- **What you will do**
Beginning with the first line, transcribe the entries below exactly through the line containing "(_, KeyCode::Home) =>", inclusive.
[[ Provided material open ]]
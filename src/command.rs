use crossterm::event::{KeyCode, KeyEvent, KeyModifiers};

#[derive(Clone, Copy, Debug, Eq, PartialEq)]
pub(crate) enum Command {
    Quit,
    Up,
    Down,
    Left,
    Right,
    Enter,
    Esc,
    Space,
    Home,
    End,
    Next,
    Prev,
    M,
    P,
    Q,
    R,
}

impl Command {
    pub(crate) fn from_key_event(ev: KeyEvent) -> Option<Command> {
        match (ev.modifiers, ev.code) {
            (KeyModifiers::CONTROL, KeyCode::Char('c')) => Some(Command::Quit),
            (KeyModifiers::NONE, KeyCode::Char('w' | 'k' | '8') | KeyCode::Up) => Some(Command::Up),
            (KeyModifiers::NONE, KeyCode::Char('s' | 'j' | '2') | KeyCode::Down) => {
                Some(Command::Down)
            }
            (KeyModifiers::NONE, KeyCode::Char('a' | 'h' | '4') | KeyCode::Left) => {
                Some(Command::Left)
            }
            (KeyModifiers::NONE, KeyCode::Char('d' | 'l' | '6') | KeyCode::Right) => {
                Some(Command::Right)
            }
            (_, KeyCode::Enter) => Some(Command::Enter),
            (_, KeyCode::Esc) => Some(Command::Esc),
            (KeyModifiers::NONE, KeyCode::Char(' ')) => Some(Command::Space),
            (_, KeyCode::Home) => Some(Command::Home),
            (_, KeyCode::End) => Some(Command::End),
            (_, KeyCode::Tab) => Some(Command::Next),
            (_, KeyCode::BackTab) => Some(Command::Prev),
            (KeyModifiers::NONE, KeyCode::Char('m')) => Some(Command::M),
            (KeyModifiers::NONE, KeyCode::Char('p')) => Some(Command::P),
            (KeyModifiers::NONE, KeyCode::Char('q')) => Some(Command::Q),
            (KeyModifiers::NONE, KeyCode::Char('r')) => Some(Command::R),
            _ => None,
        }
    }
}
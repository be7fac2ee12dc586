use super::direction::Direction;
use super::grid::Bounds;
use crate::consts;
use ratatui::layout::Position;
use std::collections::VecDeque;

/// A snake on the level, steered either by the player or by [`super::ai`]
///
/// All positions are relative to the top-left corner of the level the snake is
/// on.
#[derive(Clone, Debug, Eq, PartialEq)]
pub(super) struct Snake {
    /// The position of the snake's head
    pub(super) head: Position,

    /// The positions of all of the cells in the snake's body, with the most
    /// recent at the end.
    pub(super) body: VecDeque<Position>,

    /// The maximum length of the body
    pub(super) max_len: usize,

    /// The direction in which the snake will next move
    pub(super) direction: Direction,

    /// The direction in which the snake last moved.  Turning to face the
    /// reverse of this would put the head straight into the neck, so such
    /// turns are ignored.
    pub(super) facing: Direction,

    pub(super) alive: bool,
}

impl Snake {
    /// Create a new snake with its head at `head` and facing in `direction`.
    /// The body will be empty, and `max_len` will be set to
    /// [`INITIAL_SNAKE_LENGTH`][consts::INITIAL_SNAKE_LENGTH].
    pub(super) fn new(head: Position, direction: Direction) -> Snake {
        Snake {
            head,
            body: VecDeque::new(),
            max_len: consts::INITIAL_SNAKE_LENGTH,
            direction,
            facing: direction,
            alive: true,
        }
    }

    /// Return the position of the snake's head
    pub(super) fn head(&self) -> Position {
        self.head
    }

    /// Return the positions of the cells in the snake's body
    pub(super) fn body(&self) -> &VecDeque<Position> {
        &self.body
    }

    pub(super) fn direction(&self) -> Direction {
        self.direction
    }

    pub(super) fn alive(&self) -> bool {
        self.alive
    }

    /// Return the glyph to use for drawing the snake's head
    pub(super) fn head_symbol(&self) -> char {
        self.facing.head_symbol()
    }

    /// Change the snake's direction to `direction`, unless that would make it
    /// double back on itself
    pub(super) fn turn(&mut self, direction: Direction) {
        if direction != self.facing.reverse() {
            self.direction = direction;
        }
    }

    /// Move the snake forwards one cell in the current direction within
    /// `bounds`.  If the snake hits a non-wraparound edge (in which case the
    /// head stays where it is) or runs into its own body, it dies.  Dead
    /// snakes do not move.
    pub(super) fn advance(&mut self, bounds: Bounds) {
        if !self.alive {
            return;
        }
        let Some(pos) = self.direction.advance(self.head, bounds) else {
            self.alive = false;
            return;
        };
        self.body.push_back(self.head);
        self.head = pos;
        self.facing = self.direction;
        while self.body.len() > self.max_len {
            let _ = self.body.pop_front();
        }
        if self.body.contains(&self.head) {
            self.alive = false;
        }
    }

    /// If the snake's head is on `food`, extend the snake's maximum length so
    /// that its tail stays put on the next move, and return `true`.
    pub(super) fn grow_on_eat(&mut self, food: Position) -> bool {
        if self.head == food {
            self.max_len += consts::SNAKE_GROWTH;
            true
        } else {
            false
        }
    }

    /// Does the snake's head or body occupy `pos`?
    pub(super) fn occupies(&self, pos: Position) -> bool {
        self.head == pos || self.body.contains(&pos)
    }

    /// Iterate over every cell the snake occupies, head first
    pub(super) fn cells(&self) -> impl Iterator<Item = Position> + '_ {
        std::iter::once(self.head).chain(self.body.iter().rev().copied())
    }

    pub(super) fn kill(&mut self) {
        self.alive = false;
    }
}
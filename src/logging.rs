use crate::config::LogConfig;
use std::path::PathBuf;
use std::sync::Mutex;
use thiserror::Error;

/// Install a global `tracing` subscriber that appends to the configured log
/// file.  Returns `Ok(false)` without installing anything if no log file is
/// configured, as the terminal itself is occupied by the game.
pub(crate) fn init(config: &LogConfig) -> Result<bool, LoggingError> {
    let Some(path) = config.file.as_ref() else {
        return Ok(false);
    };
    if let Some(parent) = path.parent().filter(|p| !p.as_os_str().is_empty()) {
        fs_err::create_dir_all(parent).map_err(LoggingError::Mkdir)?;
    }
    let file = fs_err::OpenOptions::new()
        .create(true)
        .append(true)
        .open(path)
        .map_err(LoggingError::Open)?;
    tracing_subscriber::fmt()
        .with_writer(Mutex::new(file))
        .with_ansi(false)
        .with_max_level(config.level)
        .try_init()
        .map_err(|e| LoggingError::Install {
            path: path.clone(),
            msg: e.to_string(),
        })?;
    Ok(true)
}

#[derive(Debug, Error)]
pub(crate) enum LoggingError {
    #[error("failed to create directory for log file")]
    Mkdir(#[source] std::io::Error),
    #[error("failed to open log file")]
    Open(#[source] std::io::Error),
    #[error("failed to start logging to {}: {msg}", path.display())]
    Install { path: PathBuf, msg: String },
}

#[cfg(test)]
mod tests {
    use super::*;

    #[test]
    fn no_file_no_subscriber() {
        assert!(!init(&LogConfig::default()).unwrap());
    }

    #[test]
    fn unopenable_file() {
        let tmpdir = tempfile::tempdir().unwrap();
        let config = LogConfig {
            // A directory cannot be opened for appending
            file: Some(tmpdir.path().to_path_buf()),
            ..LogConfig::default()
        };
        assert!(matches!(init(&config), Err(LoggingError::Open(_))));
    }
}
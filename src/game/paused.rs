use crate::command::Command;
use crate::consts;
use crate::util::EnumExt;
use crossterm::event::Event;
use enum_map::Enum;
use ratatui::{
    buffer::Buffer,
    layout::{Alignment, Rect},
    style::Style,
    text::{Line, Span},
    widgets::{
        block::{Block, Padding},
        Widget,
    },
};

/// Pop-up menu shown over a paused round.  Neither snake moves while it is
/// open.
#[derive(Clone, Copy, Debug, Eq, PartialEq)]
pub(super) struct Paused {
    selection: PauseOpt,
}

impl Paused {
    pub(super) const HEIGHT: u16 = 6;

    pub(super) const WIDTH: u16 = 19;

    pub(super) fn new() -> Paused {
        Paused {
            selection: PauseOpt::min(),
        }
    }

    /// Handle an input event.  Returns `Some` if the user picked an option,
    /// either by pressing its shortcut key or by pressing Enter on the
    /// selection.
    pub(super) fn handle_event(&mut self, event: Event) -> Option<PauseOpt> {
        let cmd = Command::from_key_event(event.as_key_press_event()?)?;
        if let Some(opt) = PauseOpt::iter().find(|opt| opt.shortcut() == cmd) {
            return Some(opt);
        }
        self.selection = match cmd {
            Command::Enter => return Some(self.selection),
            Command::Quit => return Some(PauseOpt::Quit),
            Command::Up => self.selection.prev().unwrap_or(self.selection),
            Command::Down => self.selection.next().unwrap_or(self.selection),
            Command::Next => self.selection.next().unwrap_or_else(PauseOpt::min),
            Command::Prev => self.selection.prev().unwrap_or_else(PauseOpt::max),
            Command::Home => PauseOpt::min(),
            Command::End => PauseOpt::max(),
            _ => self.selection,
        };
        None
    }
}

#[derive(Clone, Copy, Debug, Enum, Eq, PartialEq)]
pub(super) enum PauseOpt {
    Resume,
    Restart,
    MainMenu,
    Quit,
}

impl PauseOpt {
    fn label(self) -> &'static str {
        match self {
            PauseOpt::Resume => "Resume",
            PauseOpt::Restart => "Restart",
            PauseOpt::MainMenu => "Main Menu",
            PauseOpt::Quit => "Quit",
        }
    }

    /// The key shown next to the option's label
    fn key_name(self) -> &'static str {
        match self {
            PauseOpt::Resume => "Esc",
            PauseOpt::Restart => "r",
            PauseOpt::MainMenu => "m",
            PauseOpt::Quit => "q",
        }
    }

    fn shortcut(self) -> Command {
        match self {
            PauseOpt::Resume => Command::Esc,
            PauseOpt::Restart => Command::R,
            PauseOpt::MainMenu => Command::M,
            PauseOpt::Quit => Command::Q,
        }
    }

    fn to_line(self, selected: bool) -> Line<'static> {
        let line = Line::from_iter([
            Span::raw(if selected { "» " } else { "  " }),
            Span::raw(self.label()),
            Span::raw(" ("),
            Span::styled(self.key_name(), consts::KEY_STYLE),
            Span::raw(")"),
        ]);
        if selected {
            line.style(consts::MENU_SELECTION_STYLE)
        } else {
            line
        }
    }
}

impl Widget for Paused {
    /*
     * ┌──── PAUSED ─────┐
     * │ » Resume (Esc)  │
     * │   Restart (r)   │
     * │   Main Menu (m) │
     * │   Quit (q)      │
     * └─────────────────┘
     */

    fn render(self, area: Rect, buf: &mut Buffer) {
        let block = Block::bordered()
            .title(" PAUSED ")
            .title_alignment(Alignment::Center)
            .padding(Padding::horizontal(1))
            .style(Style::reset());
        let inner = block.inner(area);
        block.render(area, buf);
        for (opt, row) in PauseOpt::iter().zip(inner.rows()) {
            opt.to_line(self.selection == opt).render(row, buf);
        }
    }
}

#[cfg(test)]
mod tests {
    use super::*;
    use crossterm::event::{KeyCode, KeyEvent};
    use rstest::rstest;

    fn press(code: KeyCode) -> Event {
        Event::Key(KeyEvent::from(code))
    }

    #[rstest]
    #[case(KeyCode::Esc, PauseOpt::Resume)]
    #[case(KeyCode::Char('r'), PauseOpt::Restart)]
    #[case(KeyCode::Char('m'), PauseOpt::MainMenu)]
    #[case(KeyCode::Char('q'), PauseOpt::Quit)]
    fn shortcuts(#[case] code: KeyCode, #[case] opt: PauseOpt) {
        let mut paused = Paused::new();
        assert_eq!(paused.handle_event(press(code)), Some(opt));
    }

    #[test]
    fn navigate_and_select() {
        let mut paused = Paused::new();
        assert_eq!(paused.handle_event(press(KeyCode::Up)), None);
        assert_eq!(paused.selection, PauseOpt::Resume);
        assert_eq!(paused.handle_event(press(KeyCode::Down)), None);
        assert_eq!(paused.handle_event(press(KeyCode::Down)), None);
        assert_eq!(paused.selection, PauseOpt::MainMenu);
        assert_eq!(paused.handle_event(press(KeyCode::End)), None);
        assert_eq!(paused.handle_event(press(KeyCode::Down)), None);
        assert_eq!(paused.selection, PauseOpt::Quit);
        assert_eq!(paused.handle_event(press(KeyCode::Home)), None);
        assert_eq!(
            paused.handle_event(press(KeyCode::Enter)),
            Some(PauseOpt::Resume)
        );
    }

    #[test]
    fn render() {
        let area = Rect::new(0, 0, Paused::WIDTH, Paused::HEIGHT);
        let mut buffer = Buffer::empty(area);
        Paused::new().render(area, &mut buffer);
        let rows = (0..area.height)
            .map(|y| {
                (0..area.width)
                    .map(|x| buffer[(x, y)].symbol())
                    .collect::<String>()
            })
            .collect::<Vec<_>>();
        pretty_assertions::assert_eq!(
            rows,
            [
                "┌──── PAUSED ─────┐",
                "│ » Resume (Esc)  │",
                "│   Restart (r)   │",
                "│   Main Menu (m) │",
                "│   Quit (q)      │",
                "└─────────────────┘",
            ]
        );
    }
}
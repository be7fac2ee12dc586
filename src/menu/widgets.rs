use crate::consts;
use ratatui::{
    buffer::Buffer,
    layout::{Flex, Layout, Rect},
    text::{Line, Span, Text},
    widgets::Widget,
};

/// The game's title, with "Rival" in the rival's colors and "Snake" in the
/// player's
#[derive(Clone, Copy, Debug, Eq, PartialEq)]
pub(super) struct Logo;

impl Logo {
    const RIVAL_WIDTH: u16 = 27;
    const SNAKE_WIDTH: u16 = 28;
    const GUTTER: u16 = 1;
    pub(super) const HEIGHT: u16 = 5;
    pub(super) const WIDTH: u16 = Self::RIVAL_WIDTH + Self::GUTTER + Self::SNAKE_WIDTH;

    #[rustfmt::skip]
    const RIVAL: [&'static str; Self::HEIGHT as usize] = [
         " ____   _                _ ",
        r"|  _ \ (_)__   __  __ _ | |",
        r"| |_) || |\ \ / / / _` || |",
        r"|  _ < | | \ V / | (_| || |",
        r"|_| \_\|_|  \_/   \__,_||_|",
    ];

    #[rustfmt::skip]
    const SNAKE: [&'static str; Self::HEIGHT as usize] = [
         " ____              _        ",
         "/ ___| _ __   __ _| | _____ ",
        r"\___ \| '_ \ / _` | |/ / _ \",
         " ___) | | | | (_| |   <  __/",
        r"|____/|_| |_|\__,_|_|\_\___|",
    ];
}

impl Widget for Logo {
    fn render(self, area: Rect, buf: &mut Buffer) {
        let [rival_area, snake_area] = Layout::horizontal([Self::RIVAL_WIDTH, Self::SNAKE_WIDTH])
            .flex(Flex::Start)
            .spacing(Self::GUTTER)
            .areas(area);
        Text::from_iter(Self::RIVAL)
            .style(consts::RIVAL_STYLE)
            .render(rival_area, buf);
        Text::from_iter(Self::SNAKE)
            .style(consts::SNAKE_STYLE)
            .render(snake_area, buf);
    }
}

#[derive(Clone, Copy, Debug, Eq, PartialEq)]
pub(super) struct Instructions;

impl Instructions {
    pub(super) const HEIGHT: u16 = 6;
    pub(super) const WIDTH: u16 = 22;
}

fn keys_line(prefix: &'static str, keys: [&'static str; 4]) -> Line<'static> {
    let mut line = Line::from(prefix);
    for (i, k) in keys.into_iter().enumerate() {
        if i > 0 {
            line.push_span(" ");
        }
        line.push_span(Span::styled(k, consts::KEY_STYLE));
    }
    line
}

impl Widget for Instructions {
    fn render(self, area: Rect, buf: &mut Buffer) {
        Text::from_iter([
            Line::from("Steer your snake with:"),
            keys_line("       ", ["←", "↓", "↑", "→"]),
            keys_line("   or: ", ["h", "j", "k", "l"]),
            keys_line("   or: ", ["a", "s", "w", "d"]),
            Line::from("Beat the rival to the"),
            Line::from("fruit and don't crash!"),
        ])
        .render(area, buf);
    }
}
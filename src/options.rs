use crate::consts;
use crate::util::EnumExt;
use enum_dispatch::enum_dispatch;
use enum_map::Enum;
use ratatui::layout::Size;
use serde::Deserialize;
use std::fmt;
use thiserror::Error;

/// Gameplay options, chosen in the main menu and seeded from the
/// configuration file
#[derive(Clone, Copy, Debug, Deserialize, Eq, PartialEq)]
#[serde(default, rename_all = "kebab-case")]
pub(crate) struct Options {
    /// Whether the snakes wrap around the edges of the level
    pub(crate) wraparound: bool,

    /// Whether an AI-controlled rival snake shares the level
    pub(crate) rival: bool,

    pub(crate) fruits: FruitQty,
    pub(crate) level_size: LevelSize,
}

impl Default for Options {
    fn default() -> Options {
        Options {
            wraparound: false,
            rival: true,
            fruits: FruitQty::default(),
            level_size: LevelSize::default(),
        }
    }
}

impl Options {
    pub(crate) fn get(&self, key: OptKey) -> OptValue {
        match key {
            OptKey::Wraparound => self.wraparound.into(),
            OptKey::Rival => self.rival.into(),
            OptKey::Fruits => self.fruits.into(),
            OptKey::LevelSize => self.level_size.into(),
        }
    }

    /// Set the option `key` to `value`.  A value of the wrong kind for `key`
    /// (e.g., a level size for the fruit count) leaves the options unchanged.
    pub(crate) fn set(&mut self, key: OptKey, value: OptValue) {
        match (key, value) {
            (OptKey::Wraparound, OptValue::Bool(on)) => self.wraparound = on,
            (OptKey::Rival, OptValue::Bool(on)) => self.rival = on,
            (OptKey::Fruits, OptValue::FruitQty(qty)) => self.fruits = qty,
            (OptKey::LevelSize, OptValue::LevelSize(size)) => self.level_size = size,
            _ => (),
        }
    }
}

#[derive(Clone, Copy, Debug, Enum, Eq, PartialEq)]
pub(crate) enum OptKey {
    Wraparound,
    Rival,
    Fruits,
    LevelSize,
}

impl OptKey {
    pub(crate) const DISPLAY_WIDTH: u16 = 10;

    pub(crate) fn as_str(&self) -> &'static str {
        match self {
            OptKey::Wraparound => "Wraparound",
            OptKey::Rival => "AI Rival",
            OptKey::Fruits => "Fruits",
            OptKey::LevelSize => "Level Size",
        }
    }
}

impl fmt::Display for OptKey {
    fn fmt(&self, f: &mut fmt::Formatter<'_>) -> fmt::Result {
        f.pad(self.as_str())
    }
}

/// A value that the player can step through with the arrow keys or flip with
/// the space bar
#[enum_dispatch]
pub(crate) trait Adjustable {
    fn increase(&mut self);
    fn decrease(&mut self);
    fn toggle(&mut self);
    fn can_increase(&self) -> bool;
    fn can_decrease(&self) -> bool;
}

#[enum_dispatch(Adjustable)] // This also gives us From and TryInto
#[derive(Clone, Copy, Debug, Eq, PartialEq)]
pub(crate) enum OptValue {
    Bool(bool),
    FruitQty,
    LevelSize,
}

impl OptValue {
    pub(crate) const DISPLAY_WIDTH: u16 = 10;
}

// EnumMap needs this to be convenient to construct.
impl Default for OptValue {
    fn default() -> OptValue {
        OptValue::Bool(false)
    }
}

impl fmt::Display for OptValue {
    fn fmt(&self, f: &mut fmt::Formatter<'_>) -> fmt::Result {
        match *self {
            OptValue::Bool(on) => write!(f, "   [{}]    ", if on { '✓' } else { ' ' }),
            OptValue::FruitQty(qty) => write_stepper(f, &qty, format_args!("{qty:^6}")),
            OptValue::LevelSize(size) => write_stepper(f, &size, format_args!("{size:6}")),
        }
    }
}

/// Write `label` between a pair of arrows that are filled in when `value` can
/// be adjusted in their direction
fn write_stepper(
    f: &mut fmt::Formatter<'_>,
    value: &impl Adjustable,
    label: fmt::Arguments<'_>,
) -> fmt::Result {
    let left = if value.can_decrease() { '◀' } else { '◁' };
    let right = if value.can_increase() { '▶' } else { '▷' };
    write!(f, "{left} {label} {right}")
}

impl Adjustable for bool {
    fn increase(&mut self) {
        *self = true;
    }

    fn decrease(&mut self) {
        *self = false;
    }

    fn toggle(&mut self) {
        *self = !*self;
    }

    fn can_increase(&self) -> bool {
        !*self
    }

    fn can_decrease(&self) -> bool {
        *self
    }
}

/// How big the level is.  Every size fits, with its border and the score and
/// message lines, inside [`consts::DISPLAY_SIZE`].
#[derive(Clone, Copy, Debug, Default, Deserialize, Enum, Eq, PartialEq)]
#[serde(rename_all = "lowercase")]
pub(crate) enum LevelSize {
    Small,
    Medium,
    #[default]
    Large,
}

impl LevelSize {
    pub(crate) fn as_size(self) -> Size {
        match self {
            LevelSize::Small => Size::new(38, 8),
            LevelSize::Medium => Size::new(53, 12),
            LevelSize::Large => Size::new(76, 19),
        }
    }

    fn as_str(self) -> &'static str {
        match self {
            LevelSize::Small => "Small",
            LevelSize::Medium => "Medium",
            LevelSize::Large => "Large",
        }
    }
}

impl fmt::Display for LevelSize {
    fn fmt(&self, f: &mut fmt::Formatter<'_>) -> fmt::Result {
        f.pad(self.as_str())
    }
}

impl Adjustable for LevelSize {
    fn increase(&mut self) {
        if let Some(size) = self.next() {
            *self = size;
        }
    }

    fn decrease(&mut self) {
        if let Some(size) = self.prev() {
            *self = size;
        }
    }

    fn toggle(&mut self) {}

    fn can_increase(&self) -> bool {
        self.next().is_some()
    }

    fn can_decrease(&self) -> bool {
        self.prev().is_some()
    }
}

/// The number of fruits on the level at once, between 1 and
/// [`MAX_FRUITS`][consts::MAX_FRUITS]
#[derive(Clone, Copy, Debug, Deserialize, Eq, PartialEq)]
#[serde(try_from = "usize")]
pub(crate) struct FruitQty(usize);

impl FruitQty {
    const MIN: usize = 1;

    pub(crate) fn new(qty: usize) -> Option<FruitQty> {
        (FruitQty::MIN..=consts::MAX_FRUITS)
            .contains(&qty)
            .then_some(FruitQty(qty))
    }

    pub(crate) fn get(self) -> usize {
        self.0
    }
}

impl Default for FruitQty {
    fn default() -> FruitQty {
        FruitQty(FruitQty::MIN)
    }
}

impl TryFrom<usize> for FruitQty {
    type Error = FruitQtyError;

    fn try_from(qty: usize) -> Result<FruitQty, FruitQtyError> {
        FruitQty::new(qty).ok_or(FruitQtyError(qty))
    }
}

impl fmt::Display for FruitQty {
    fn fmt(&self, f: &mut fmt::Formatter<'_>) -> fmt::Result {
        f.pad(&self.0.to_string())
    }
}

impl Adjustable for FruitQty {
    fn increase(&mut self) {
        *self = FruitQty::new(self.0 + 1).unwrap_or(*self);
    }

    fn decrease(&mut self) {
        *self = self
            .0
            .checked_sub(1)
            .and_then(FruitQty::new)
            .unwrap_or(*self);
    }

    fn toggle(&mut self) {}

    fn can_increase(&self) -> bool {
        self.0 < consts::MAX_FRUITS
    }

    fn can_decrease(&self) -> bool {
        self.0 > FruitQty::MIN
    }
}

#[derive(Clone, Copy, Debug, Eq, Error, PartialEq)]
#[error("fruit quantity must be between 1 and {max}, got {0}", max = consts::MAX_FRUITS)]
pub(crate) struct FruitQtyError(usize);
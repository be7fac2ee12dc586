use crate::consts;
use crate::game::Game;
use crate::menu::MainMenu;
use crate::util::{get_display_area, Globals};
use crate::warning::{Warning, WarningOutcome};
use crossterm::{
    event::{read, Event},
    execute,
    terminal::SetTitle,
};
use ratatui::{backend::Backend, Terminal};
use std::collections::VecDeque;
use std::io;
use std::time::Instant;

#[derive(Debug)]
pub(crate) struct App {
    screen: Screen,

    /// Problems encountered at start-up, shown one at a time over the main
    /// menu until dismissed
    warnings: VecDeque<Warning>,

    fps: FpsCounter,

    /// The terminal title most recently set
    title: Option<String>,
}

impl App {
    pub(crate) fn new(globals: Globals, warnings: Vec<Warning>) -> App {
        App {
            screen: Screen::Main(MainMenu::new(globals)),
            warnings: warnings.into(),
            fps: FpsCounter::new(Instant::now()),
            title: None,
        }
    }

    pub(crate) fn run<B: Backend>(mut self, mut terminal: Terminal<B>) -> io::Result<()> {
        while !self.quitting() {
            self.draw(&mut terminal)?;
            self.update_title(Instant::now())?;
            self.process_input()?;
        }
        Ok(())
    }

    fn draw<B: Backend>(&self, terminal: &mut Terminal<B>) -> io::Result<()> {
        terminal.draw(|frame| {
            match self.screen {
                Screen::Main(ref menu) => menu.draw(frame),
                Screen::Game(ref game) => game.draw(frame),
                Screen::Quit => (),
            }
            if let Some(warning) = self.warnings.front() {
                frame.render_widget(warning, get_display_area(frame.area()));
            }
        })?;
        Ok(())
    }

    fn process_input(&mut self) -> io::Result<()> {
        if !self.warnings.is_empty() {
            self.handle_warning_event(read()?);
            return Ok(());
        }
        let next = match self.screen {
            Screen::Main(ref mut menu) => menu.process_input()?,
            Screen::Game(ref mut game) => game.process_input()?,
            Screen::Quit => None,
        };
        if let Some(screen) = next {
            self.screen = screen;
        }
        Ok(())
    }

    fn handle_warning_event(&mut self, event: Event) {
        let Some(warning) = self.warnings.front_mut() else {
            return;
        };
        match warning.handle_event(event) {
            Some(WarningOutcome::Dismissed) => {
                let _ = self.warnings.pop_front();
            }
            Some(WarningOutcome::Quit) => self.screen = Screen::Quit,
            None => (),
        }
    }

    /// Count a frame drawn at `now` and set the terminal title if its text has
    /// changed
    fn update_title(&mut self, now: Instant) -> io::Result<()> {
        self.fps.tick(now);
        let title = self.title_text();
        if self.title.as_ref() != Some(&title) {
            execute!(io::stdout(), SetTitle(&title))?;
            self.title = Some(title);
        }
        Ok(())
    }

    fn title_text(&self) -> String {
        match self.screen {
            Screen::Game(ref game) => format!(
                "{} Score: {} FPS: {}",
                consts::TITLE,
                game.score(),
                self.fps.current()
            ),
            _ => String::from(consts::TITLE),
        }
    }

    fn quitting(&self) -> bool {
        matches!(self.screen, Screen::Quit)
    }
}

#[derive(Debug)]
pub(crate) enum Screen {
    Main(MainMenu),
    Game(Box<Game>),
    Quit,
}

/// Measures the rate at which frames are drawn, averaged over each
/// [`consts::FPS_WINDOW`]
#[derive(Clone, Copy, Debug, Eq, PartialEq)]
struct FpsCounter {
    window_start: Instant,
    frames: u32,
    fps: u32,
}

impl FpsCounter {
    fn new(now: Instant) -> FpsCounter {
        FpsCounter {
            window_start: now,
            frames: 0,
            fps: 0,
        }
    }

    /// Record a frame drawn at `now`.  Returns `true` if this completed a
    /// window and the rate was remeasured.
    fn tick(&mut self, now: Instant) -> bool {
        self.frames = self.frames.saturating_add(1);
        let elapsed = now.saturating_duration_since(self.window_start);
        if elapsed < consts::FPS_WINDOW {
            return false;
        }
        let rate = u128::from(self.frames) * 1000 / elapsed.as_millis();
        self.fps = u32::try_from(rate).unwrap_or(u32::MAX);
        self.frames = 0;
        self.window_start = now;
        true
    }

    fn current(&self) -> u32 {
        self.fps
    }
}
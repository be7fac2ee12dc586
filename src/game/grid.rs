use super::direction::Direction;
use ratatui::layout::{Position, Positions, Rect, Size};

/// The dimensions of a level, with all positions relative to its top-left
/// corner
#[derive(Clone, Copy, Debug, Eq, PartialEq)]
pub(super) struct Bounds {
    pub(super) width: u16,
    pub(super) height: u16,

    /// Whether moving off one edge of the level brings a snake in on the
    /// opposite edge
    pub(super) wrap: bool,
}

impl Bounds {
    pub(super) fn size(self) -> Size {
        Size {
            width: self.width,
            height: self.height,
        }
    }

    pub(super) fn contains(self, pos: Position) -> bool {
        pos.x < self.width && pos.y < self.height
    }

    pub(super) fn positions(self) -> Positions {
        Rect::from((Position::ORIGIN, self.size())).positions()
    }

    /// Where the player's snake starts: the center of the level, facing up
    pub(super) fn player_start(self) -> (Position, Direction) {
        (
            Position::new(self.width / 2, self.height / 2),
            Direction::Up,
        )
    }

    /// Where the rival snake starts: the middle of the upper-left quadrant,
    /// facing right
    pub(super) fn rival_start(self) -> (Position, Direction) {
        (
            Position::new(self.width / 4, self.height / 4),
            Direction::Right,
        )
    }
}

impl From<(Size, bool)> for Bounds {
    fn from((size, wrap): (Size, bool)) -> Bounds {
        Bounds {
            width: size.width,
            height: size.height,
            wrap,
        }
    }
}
[[ Provided material closed ]]
- **Answer below**
filename src/command.rs
use crossterm::event::{KeyCode, KeyEvent, KeyModifiers};

#[derive(Clone, Copy, Debug, Eq, PartialEq)]
pub(crate) enum Command {
    Quit,
    Up,
    Down,
    Left,
    Right,
    Enter,
    Esc,
    Space,
    Home,
    End,
    Next,
    Prev,
    M,
    P,
    Q,
    R,
}

impl Command {
    pub(crate) fn from_key_event(ev: KeyEvent) -> Option<Command> {
        match (ev.modifiers, ev.code) {
            (KeyModifiers::CONTROL, KeyCode::Char('c')) => Some(Command::Quit),
            (KeyModifiers::NONE, KeyCode::Char('w' | 'k' | '8') | KeyCode::Up) => Some(Command::Up),
            (KeyModifiers::NONE, KeyCode::Char('s' | 'j' | '2') | KeyCode::Down) => {
                Some(Command::Down)
            }
            (KeyModifiers::NONE, KeyCode::Char('a' | 'h' | '4') | KeyCode::Left) => {
                Some(Command::Left)
            }
            (KeyModifiers::NONE, KeyCode::Char('d' | 'l' | '6') | KeyCode::Right) => {
                Some(Command::Right)
            }
            (_, KeyCode::Enter) => Some(Command::Enter),
            (_, KeyCode::Esc) => Some(Command::Esc),
            (KeyModifiers::NONE, KeyCode::Char(' ')) => Some(Command::Space),
            (_, KeyCode::Home) => Some(Command::Home),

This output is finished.